Seth POV:

"Common Sam… please." He had brought me to begging. Is that what he wanted? For me to get on my knees and beg? "I have to go." I looked to Jacob he would know how I felt "Jake, you know how it feels. Remember when you weren't aloud to see Bella? You practically went insane. I haven't seen Kanti in three years, and she is finally coming home…" I pleaded with him

"Seth she will just get in the way. We don't want her to get caught up in the Vampire/Werewolf mess." Sam said coldly.

"I cant argue with that…." Jake said and gave me a look that said I'm sorry, I understand but I can't do anything about it.

"Seth, You are not allowed to go and welcome Kanti" Sam said, and turned a cold shoulder to me and began to eat like the pig he really is (hah not a dog, not a wolf, a pig). Leaving me with a heaviness on my heart from the command pushing me down. I was filled with pure anger (the kind that makes you want to kill someone or blow up a house). I had to get out of Emily's house before I broke something…. Or someone.

"I'm going out." I mumbled, and ran outside and was already shaking. As soon as I was out the door I exploded into wolf form (leaving my ripped clothing behind) and took off.


After running for an hour I started heading towards my house. I ran upstairs a quickly threw some clothes on. When I walked in my mother, Sue Clearwater, was on the phone with Charlie Swan, my moms boyfriend (well they wouldn't say that themselves).
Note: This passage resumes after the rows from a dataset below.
//! Measured DOM document: what the headless renderer actually laid out.
//!
//! Input contract (abridged): the extractor walks every `data-eid` element
//! under `#slide` and records its `getBoundingClientRect()` in slide-local
//! coordinates (`bbox`), the union of its text range client rects
//! (`contentBox`, null when no inline content rendered), the computed
//! `z-index` (0 when `auto`), and computed font metrics with `lineHeight`
//! normalised to a ratio (`"normal"` → 1.2, px values → px / fontSize).
//!
//! `safeBox` is `bbox` inflated by the document's `safe_padding` on all four
//! sides. Extractors usually ship it precomputed; when absent,
//! [`DomDocument::from_json_str`] reconciles it so the invariant
//! `safeBox.x = bbox.x − safe_padding` (etc.) holds for every element.

use core_geometry::{Rect, inflate};
use serde::{Deserialize, Serialize};

use crate::SchemaError;

pub const DEFAULT_SLIDE_W: f64 = 1280.0;
pub const DEFAULT_SLIDE_H: f64 = 720.0;
pub const DEFAULT_SAFE_PADDING: f64 = 8.0;

/// Fixed slide dimensions in pixels.
#[derive(Debug, Clone, Copy, PartialEq, Serialize, Deserialize)]
pub struct SlideSize {
    #[serde(default = "default_slide_w")]
    pub w: f64,
    #[serde(default = "default_slide_h")]
    pub h: f64,
}

impl Default for SlideSize {
    fn default() -> Self {
        Self {
            w: DEFAULT_SLIDE_W,
            h: DEFAULT_SLIDE_H,
        }
    }
}

fn default_slide_w() -> f64 {
    DEFAULT_SLIDE_W
}

fn default_slide_h() -> f64 {
    DEFAULT_SLIDE_H
}

fn default_safe_padding() -> f64 {
    DEFAULT_SAFE_PADDING
}

/// Computed font metrics for one element.
#[derive(Debug, Clone, Copy, PartialEq, Serialize, Deserialize)]
pub struct ComputedStyle {
    /// Font size in pixels; the extractor guarantees `> 0`.
    #[serde(rename = "fontSize")]
    pub font_size: f64,
    /// Line height as a ratio of the font size.
    #[serde(rename = "lineHeight", default = "default_line_height")]
    pub line_height: f64,
}

fn default_line_height() -> f64 {
    1.2
}

/// One measured element, keyed by its stable `eid`.
#[derive(Debug, Clone, PartialEq, Serialize, Deserialize)]
pub struct DomElement {
    pub eid: String,
    pub bbox: Rect,
    /// `bbox` inflated by the document's safe padding. Optional on the wire;
    /// reconciled at parse time, so it is always present after
    /// [`DomDocument::from_json_str`].
    #[serde(rename = "safeBox", default, skip_serializing_if = "Option::is_none")]
    pub safe_box: Option<Rect>,
    /// Union of the element's text client rects; `None` when no inline
    /// content rendered.
    #[serde(rename = "contentBox", default, skip_serializing_if = "Option::is_none")]
    pub content_box: Option<Rect>,
    #[serde(rename = "zIndex", default)]
    pub z_index: i32,
    pub computed: ComputedStyle,
}

/// The full measured document for one rendered slide.
#[derive(Debug, Clone, PartialEq, Serialize, Deserialize)]
pub struct DomDocument {
    #[serde(default)]
    pub slide: SlideSize,
    #[serde(default = "default_safe_padding")]
    pub safe_padding: f64,
    pub elements: Vec<DomElement>,
}

impl DomDocument {
    /// Parse from JSON, filling defaults and reconciling missing safe boxes.
    pub fn from_json_str(s: &str) -> Result<Self, SchemaError> {
        let mut doc: DomDocument = serde_json::from_str(s).map_err(SchemaError::Dom)?;
        doc.reconcile_safe_boxes();
        Ok(doc)
    }

    /// Fill `safeBox` from `bbox` wherever the extractor omitted it.
    pub fn reconcile_safe_boxes(&mut self) {
        let pad = self.safe_padding;
        for el in &mut self.elements {
            if el.safe_box.is_none() {
                el.safe_box = Some(inflate(&el.bbox, pad));
            }
        }
    }

    /// Resolved safe box for an element (computing on the fly if the document
    /// was built by hand and never reconciled).
    pub fn safe_box_of(&self, el: &DomElement) -> Rect {
        el.safe_box
            .unwrap_or_else(|| inflate(&el.bbox, self.safe_padding))
    }
}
"Hey Mom, I need the phone do you mind?" I asked, I was trying to hide the pain in my voice but it slipped just a little.

"are you alright Seth?"

"Yea Mom, I'm fine…"

"Charlie I'm going to have to call you back… all righty then! Ill see you tonight? Good… Bye" She hung up the phone, and gave it to me, all the while giving me a slightly suspicious look. And she walked out of the living room.

I dialed Jackson's number (Jackson is Kanti's dad by the way). I felt like I was going to die when I told him I couldn't come. And I knew that Kanti was going to kill me if she ever caught up with me.

I went back to Sam's house to see if I needed to patrol anything, all the guys were playing football I was so depressed I didn't even feel like squashing the other guys to a pulp. I slumped over and sat on the front porch. As I sat there watching the guys I became happier. What the crap is going on?!?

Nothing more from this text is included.